BIOSYNTHESES
THE priming reactions described in the preceding chapter are the principal sources of the coin which pays for the performance of cellular work: the pyrophosphate bond of ATP. This coin also pays for the energy required in biosyntheses, with the exception of assimilation phenomena whose mechanism will be studied later (see Part Six). But the priming reactions do not furnish only ATP, they also provide a series of construction materials for these biosyntheses. For example two-carbon fragments in the form of "active acetate" or acetyl-CoA are obtained during the priming reactions from glucose, fatty acids, acetoacetic acid and amino acids.
There are also one-carbon atom materials, together with CO2 which is liberated at numerous points in the priming system.
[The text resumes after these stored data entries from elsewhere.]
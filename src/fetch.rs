//! Resource fetcher: plain HTTP download plus a best-effort header probe.

use std::collections::HashMap;
use std::time::Duration;

use async_trait::async_trait;
use tracing::debug;

use crate::contract::Fetcher;
use crate::error::FetchError;

/// Feeds can be large archives; give downloads room to finish while still
/// bounding every call.
const DOWNLOAD_TIMEOUT: Duration = Duration::from_secs(300);

/// HTTP-backed [`Fetcher`] implementation.
pub struct HttpFetcher {
    client: reqwest::Client,
}

impl HttpFetcher {
    pub fn new() -> Result<Self, FetchError> {
        let client = reqwest::Client::builder()
            .timeout(DOWNLOAD_TIMEOUT)
            .build()?;
        Ok(Self { client })
    }
}

fn header_map(response: &reqwest::Response) -> HashMap<String, String> {
    response
        .headers()
        .iter()
        .filter_map(|(name, value)| {
            value
                .to_str()
                .ok()
                .map(|v| (name.as_str().to_ascii_lowercase(), v.to_string()))
        })
        .collect()
}

#[async_trait]
impl Fetcher for HttpFetcher {
    async fn download(&self, url: &str) -> Result<Vec<u8>, FetchError> {
        let response = self.client.get(url).send().await?;
        let status = response.status();
        if !status.is_success() {
            return Err(FetchError::Status {
                url: url.to_string(),
                status: status.as_u16(),
            });
        }
        let bytes = response.bytes().await?;
        debug!(url = %url, size = bytes.len(), "Downloaded resource bytes");
        Ok(bytes.to_vec())
    }

    async fn head(&self, url: &str) -> Result<HashMap<String, String>, FetchError> {
        let response = self.client.head(url).send().await?;
        let mut headers = header_map(&response);
        // Some hosts answer the probe with a redirect location instead of
        // the final headers; probe the referenced location once.
        if let Some(location) = headers.get("location").cloned() {
            let follow = self.client.head(&location).send().await?;
            headers = header_map(&follow);
        }
        Ok(headers)
    }
}
use serde::{Deserialize, Serialize};
use std::path::PathBuf;
use tracing::{debug, info};

/// Runtime settings with production defaults; a YAML file can override any
/// of them (see [`crate::load_config`]).
#[derive(Debug, Clone, Serialize, Deserialize)]
pub struct Config {
    /// Catalog endpoint listing all datasets with their resources.
    pub catalog_url: String,
    /// Object store endpoint.
    pub endpoint: String,
    /// Region name handed to the store client. Cellar ignores it, but the
    /// client requires one.
    pub region: String,
    /// Root directory for staged downloads.
    pub staging_dir: PathBuf,
}

impl Default for Config {
    fn default() -> Self {
        Self {
            catalog_url: "https://transport.data.gouv.fr/api/datasets".to_string(),
            endpoint: "https://cellar-c2.services.clever-cloud.com".to_string(),
            region: "us-east-1".to_string(),
            staging_dir: PathBuf::from("./tmp"),
        }
    }
}

impl Config {
    pub fn trace_loaded(&self) {
        info!(
            catalog_url = %self.catalog_url,
            endpoint = %self.endpoint,
            staging_dir = %self.staging_dir.display(),
            "Loaded Config"
        );
        debug!(?self, "Config loaded (full debug)");
    }
}
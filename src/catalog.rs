//! Catalog adapter: the transport catalog's datasets endpoint, normalized
//! into typed records.
//!
//! Raw JSON records are parsed into loose serde structs and validated here
//! so the engines never see missing-field errors. Resources without a URL
//! (nothing to retrieve) and records without identity fields are dropped at
//! this boundary.

use std::time::Duration;

use async_trait::async_trait;
use serde::Deserialize;
use tracing::{debug, info, warn};

use crate::contract::{Catalog, Dataset, Resource};
use crate::error::CatalogError;

const CATALOG_TIMEOUT: Duration = Duration::from_secs(60);

#[derive(Debug, Deserialize)]
struct RawDataset {
    datagouv_id: Option<String>,
    title: Option<String>,
    #[serde(rename = "type")]
    kind: Option<String>,
    #[serde(default)]
    resources: Vec<RawResource>,
}

#[derive(Debug, Deserialize)]
struct RawResource {
    url: Option<String>,
    title: Option<String>,
    format: Option<String>,
    updated: Option<String>,
    metadata: Option<RawResourceMetadata>,
}

#[derive(Debug, Deserialize)]
struct RawResourceMetadata {
    start_date: Option<String>,
    end_date: Option<String>,
}

/// HTTP-backed [`Catalog`] implementation.
pub struct HttpCatalog {
    client: reqwest::Client,
    url: String,
}

impl HttpCatalog {
    pub fn new(url: impl Into<String>) -> Result<Self, CatalogError> {
        let client = reqwest::Client::builder()
            .timeout(CATALOG_TIMEOUT)
            .build()?;
        Ok(Self {
            client,
            url: url.into(),
        })
    }
}

#[async_trait]
impl Catalog for HttpCatalog {
    async fn list_datasets(&self) -> Result<Vec<Dataset>, CatalogError> {
        info!(url = %self.url, "Fetching dataset catalog");
        let response = self.client.get(&self.url).send().await?;
        if !response.status().is_success() {
            return Err(CatalogError::Malformed(format!(
                "catalog endpoint returned status {}",
                response.status()
            )));
        }
        let raw: Vec<RawDataset> = response
            .json()
            .await
            .map_err(|e| CatalogError::Malformed(e.to_string()))?;

        let datasets: Vec<Dataset> = raw.into_iter().filter_map(normalize_dataset).collect();
        info!(datasets = datasets.len(), "Catalog fetched and normalized");
        Ok(datasets)
    }
}

fn normalize_dataset(raw: RawDataset) -> Option<Dataset> {
    let Some(id) = raw.datagouv_id else {
        warn!(title = ?raw.title, "Dropping dataset without a catalog id");
        return None;
    };
    let title = raw.title.unwrap_or_else(|| id.clone());
    let resources = raw
        .resources
        .into_iter()
        .filter_map(|r| normalize_resource(&title, r))
        .collect();
    Some(Dataset {
        id,
        title,
        kind: raw.kind.unwrap_or_default(),
        resources,
    })
}

fn normalize_resource(dataset_title: &str, raw: RawResource) -> Option<Resource> {
    let Some(url) = raw.url else {
        debug!(dataset = %dataset_title, resource = ?raw.title, "Dropping resource without a URL");
        return None;
    };
    let Some(title) = raw.title else {
        warn!(dataset = %dataset_title, url = %url, "Dropping resource without a title");
        return None;
    };
    let (valid_from, valid_until) = match raw.metadata {
        Some(metadata) => (metadata.start_date, metadata.end_date),
        None => (None, None),
    };
    Some(Resource {
        title,
        url,
        format: raw.format,
        updated_at: raw.updated,
        valid_from,
        valid_until,
    })
}

#[cfg(test)]
mod tests {
    use super::*;
    use serde_json::json;

    fn raw(value: serde_json::Value) -> RawDataset {
        serde_json::from_value(value).expect("raw dataset should deserialize")
    }

    #[test]
    fn normalizes_a_full_dataset() {
        let dataset = normalize_dataset(raw(json!({
            "datagouv_id": "D1",
            "title": "Réseau urbain",
            "type": "public-transit",
            "resources": [{
                "url": "http://x/f.zip",
                "title": "Lines",
                "format": "GTFS",
                "updated": "2023-01-01T00:00:00Z",
                "metadata": {"start_date": "2023-01-01", "end_date": "2023-06-30"}
            }]
        })))
        .expect("dataset should normalize");

        assert_eq!(dataset.id, "D1");
        assert_eq!(dataset.kind, "public-transit");
        assert_eq!(dataset.resources.len(), 1);
        let resource = &dataset.resources[0];
        assert_eq!(resource.title, "Lines");
        assert_eq!(resource.valid_from.as_deref(), Some("2023-01-01"));
        assert_eq!(resource.valid_until.as_deref(), Some("2023-06-30"));
    }

    #[test]
    fn drops_dataset_without_identity() {
        assert!(normalize_dataset(raw(json!({"title": "anonymous"}))).is_none());
    }

    #[test]
    fn drops_resources_without_url_or_title() {
        let dataset = normalize_dataset(raw(json!({
            "datagouv_id": "D2",
            "title": "Mixed",
            "type": "public-transit",
            "resources": [
                {"title": "no url", "format": "GTFS"},
                {"url": "http://x/untitled.zip", "format": "GTFS"},
                {"url": "http://x/ok.zip", "title": "ok", "format": "GTFS"}
            ]
        })))
        .expect("dataset should normalize");

        assert_eq!(dataset.resources.len(), 1);
        assert_eq!(dataset.resources[0].title, "ok");
    }

    #[test]
    fn missing_kind_defaults_to_empty() {
        let dataset = normalize_dataset(raw(json!({"datagouv_id": "D3"}))).unwrap();
        assert_eq!(dataset.kind, "");
        assert!(dataset.resources.is_empty());
    }
}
But the most important material of this type is that referred to as "formate" (C1) that is CHO- or active formyl, into which can be converted not only formic acid, formaldehyde and methanol, but also the α-carbon of glycine, the α-carbon of glycollic acid, and α- and ß-carbons of serine, the α-carbon of threonine, the C--2 of histidine, the C--2 of tryptophan, the α-C and the C--6 (or C--2) of phenylalanine and tyrosine, etc. Acetone can be split into an acetyl fragment and a formyl fragment.
In certain bacteria (but not in mammals), pyruvic acid can undergo fission into acetyl phosphate and formic acid (phosphoroclastic reaction), providing C1 units.